Please quote exactly the opening lines of the data, from the first line to the one where "-> Result<FavoritePlanet, StoreError>" appears.

DATA SUPPLIED Start Marker

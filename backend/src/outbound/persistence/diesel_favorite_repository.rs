//! PostgreSQL-backed favourite link repositories.
//!
//! Reference integrity is left to the database: a dangling `user_id`,
//! `planet_id` or `people_id` fails the insert with a foreign key violation.

use async_trait::async_trait;
use diesel::prelude::*;
use diesel_async::RunQueryDsl;

use crate::domain::ports::{FavoritePersonRepository, FavoritePlanetRepository, StoreError};
use crate::domain::{
    EntityKind, FavoritePerson, FavoritePersonId, FavoritePlanet, FavoritePlanetId, PersonId,
    PlanetId, UserId,
};

use super::diesel_error_mapping::{map_diesel_error, map_pool_error};
use super::models::{
    FavoritePersonRow, FavoritePlanetRow, NewFavoritePersonRow, NewFavoritePlanetRow,
};
use super::pool::DbPool;
use super::schema::{favorites_people, favorites_planets};

/// Diesel-backed implementation of [`FavoritePlanetRepository`].
#[derive(Clone)]
pub struct DieselFavoritePlanetRepository {
    pool: DbPool,
}

impl DieselFavoritePlanetRepository {
    /// Create a new repository with the given connection pool.
    pub fn new(pool: DbPool) -> Self {
        Self { pool }
    }
}

#[async_trait]
impl FavoritePlanetRepository for DieselFavoritePlanetRepository {
    async fn create(
        &self,
        user_id: UserId,
        planet_id: PlanetId,
    ) -> Result<FavoritePlanet, StoreError> {
        let mut conn = self.pool.get().await.map_err(map_pool_error)?;

        let row: FavoritePlanetRow = diesel::insert_into(favorites_planets::table)
            .values(NewFavoritePlanetRow {
                planet_id: planet_id.get(),
                user_id: user_id.get(),
            })
            .returning(FavoritePlanetRow::as_returning())
            .get_result(&mut conn)
            .await
            .map_err(map_diesel_error)?;

        Ok(row.into())
    }

    async fn delete(&self, id: FavoritePlanetId) -> Result<(), StoreError> {
        let mut conn = self.pool.get().await.map_err(map_pool_error)?;

        let deleted = diesel::delete(favorites_planets::table.find(id.get()))
            .execute(&mut conn)
            .await
            .map_err(map_diesel_error)?;

        if deleted == 0 {
            return Err(StoreError::not_found(EntityKind::FavoritePlanet, id.get()));
        }
        Ok(())
    }

    async fn list_by_user(&self, user_id: UserId) -> Result<Vec<FavoritePlanet>, StoreError> {
        let mut conn = self.pool.get().await.map_err(map_pool_error)?;

        let rows: Vec<FavoritePlanetRow> = favorites_planets::table
            .filter(favorites_planets::user_id.eq(user_id.get()))
            .order(favorites_planets::id.asc())
            .select(FavoritePlanetRow::as_select())
            .load(&mut conn)
            .await
            .map_err(map_diesel_error)?;

        Ok(rows.into_iter().map(FavoritePlanet::from).collect())
    }
}

/// Diesel-backed implementation of [`FavoritePersonRepository`].
#[derive(Clone)]
pub struct DieselFavoritePersonRepository {
    pool: DbPool,
}

impl DieselFavoritePersonRepository {
    /// Create a new repository with the given connection pool.
    pub fn new(pool: DbPool) -> Self {
        Self { pool }
    }
}

#[async_trait]
impl FavoritePersonRepository for DieselFavoritePersonRepository {
    async fn create(
        &self,
        user_id: UserId,
        people_id: PersonId,
    ) -> Result<FavoritePerson, StoreError> {
        let mut conn = self.pool.get().await.map_err(map_pool_error)?;

        let row: FavoritePersonRow = diesel::insert_into(favorites_people::table)
            .values(NewFavoritePersonRow {
                people_id: people_id.get(),
                user_id: user_id.get(),
            })
            .returning(FavoritePersonRow::as_returning())
            .get_result(&mut conn)
            .await
            .map_err(map_diesel_error)?;

        Ok(row.into())
    }

    async fn delete(&self, id: FavoritePersonId) -> Result<(), StoreError> {
        let mut conn = self.pool.get().await.map_err(map_pool_error)?;

        let deleted = diesel::delete(favorites_people::table.find(id.get()))
            .execute(&mut conn)
            .await
            .map_err(map_diesel_error)?;

        if deleted == 0 {
            return Err(StoreError::not_found(EntityKind::FavoritePerson, id.get()));
        }
        Ok(())
    }

    async fn list_by_user(&self, user_id: UserId) -> Result<Vec<FavoritePerson>, StoreError> {
        let mut conn = self.pool.get().await.map_err(map_pool_error)?;

        let rows: Vec<FavoritePersonRow> = favorites_people::table
            .filter(favorites_people::user_id.eq(user_id.get()))
            .order(favorites_people::id.asc())
            .select(FavoritePersonRow::as_select())
            .load(&mut conn)
            .await
            .map_err(map_diesel_error)?;

        Ok(rows.into_iter().map(FavoritePerson::from).collect())
    }
}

DATA SUPPLIED End Marker

**RESULT FOR THIS TASK:**
filename backend/src/outbound/persistence/diesel_favorite_repository.rs
//! PostgreSQL-backed favourite link repositories.
//!
//! Reference integrity is left to the database: a dangling `user_id`,
//! `planet_id` or `people_id` fails the insert with a foreign key violation.

use async_trait::async_trait;
use diesel::prelude::*;
use diesel_async::RunQueryDsl;

use crate::domain::ports::{FavoritePersonRepository, FavoritePlanetRepository, StoreError};
use crate::domain::{
    EntityKind, FavoritePerson, FavoritePersonId, FavoritePlanet, FavoritePlanetId, PersonId,
    PlanetId, UserId,
};

use super::diesel_error_mapping::{map_diesel_error, map_pool_error};
use super::models::{
    FavoritePersonRow, FavoritePlanetRow, NewFavoritePersonRow, NewFavoritePlanetRow,
};
use super::pool::DbPool;
use super::schema::{favorites_people, favorites_planets};

/// Diesel-backed implementation of [`FavoritePlanetRepository`].
#[derive(Clone)]
pub struct DieselFavoritePlanetRepository {
    pool: DbPool,
}

impl DieselFavoritePlanetRepository {
    /// Create a new repository with the given connection pool.
    pub fn new(pool: DbPool) -> Self {
        Self { pool }
    }
}

#[async_trait]
impl FavoritePlanetRepository for DieselFavoritePlanetRepository {
    async fn create(
        &self,
        user_id: UserId,
        planet_id: PlanetId,
    ) -> Result<FavoritePlanet, StoreError> {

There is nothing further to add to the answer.